##### DATA UNDER STUDY

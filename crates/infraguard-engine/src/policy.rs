use crate::engine::ScanOptions;
use crate::selector::RuleFilter;
use globset::GlobMatcher;
use infraguard_types::{ScanResult, Severity, Status};

/// Suppresses matching failures: they are kept, with status `Ignored`.
#[derive(Clone, Debug)]
pub struct IgnoreRule {
    /// Matched against the result's `LongId`.
    pub rule: GlobMatcher,
    /// Matched against the resource reference; `None` matches any resource.
    pub resource: Option<GlobMatcher>,
}

impl IgnoreRule {
    pub fn matches(&self, result: &ScanResult) -> bool {
        if !self.rule.is_match(result.rule.long_id.as_str()) {
            return false;
        }
        match (&self.resource, result.metadata.reference()) {
            (None, _) => true,
            (Some(pattern), Some(reference)) => pattern.is_match(reference),
            (Some(_), None) => false,
        }
    }
}

#[derive(Clone, Debug)]
pub struct EffectiveConfig {
    pub profile: String,
    pub filter: RuleFilter,
    /// Lowest severity at which a failure fails the verdict.
    pub fail_on: Severity,
    pub options: ScanOptions,
    pub ignores: Vec<IgnoreRule>,
}

impl Default for EffectiveConfig {
    fn default() -> Self {
        Self {
            profile: "default".to_string(),
            filter: RuleFilter::default(),
            fail_on: Severity::Low,
            options: ScanOptions::default(),
            ignores: Vec::new(),
        }
    }
}

/// Downgrade failures matched by any ignore rule to `Ignored`.
///
/// Faults are never suppressed. Returns how many results were downgraded.
pub fn apply_ignores(results: &mut [ScanResult], ignores: &[IgnoreRule]) -> usize {
    if ignores.is_empty() {
        return 0;
    }

    let mut ignored = 0;
    for result in results.iter_mut() {
        if result.status != Status::Failed || result.is_fault() {
            continue;
        }
        if ignores.iter().any(|ig| ig.matches(result)) {
            result.status = Status::Ignored;
            ignored += 1;
        }
    }
    ignored
}
//! Rule registration and pure policy evaluation (no IO).
//!
//! Input: a state tree constructed elsewhere and a registry built at the composition root.
//! Output: ordered results, each traceable to a rule and a source location.

#![forbid(unsafe_code)]

pub mod policy;
pub mod report;
pub mod rules;

mod engine;
mod fingerprint;
mod registry;
mod results;
mod rule;
mod selector;

#[cfg(test)]
mod proptest;
#[cfg(test)]
mod test_support;

pub use engine::{ScanOptions, Scanner, evaluate};
pub use fingerprint::{fingerprint_for_fault, fingerprint_for_result};
pub use registry::{Registry, RegistryError};
pub use results::Results;
pub use rule::{Rule, RuleDescriptor};
pub use selector::{AllRules, RuleFilter, Selector};

use infraguard_state::State;
use policy::EffectiveConfig;
use report::DomainReport;

/// Scan `state` with the rules `cfg` selects, then apply ignores and compute the verdict.
pub fn scan_with_policy(registry: &Registry, state: &State, cfg: &EffectiveConfig) -> DomainReport {
    let scanner = Scanner::new(registry).with_options(cfg.options.clone());
    let rules_evaluated = scanner.select(&cfg.filter).len() as u32;

    let mut results = scanner.scan(state, &cfg.filter);
    policy::apply_ignores(&mut results, &cfg.ignores);

    DomainReport {
        verdict: report::compute_verdict(&results, cfg.fail_on),
        rules_evaluated,
        status_counts: report::count_statuses(&results),
        failed_by_severity: report::count_failed_by_severity(&results),
        results,
    }
}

##########

WHAT YOU NEED TO DO:
Take the entries above and set them all down again exactly as they read.

RESULT OF THE TASK:
filename crates/infraguard-engine/src/policy.rs
use crate::engine::ScanOptions;
use crate::selector::RuleFilter;
use globset::GlobMatcher;
use infraguard_types::{ScanResult, Severity, Status};

/// Suppresses matching failures: they are kept, with status `Ignored`.
#[derive(Clone, Debug)]
pub struct IgnoreRule {
    /// Matched against the result's `LongId`.
    pub rule: GlobMatcher,
    /// Matched against the resource reference; `None` matches any resource.
    pub resource: Option<GlobMatcher>,
}

impl IgnoreRule {
    pub fn matches(&self, result: &ScanResult) -> bool {
        if !self.rule.is_match(result.rule.long_id.as_str()) {
            return false;
        }
        match (&self.resource, result.metadata.reference()) {
            (None, _) => true,
            (Some(pattern), Some(reference)) => pattern.is_match(reference),
            (Some(_), None) => false,
        }
    }
}

#[derive(Clone, Debug)]
pub struct EffectiveConfig {
    pub profile: String,
    pub filter: RuleFilter,
    /// Lowest severity at which a failure fails the verdict.
    pub fail_on: Severity,
    pub options: ScanOptions,
    pub ignores: Vec<IgnoreRule>,
}

impl Default for EffectiveConfig {
    fn default() -> Self {
        Self {
            profile: "default".to_string(),
            filter: RuleFilter::default(),
            fail_on: Severity::Low,
            options: ScanOptions::default(),
            ignores: Vec::new(),
        }
    }
}

/// Downgrade failures matched by any ignore rule to `Ignored`.
///
/// Faults are never suppressed. Returns how many results were downgraded.
pub fn apply_ignores(results: &mut [ScanResult], ignores: &[IgnoreRule]) -> usize {
    if ignores.is_empty() {
        return 0;
    }

    let mut ignored = 0;
    for result in results.iter_mut() {
        if result.status != Status::Failed || result.is_fault() {
            continue;
        }
        if ignores.iter().any(|ig| ig.matches(result)) {
            result.status = Status::Ignored;
            ignored += 1;
        }
    }
    ignored
}
//! Rule registration and pure policy evaluation (no IO).
//!
//! Input: a state tree constructed elsewhere and a registry built at the composition root.
//! Output: ordered results, each traceable to a rule and a source location.

#![forbid(unsafe_code)]

pub mod policy;
pub mod report;
pub mod rules;

mod engine;
mod fingerprint;
mod registry;
mod results;
mod rule;
mod selector;

#[cfg(test)]
mod proptest;
#[cfg(test)]
mod test_support;

pub use engine::{ScanOptions, Scanner, evaluate};
pub use fingerprint::{fingerprint_for_fault, fingerprint_for_result};
pub use registry::{Registry, RegistryError};
pub use results::Results;
pub use rule::{Rule, RuleDescriptor};
pub use selector::{AllRules, RuleFilter, Selector};

use infraguard_state::State;
use policy::EffectiveConfig;
use report::DomainReport;

/// Scan `state` with the rules `cfg` selects, then apply ignores and compute the verdict.
pub fn scan_with_policy(registry: &Registry, state: &State, cfg: &EffectiveConfig) -> DomainReport {
    let scanner = Scanner::new(registry).with_options(cfg.options.clone());
    let rules_evaluated = scanner.select(&cfg.filter).len() as u32;

    let mut results = scanner.scan(state, &cfg.filter);
    policy::apply_ignores(&mut results, &cfg.ignores);

    DomainReport {
        verdict: report::compute_verdict(&results, cfg.fail_on),
        rules_evaluated,
        status_counts: report::count_statuses(&results),
        failed_by_severity: report::count_failed_by_severity(&results),
        results,
    }
}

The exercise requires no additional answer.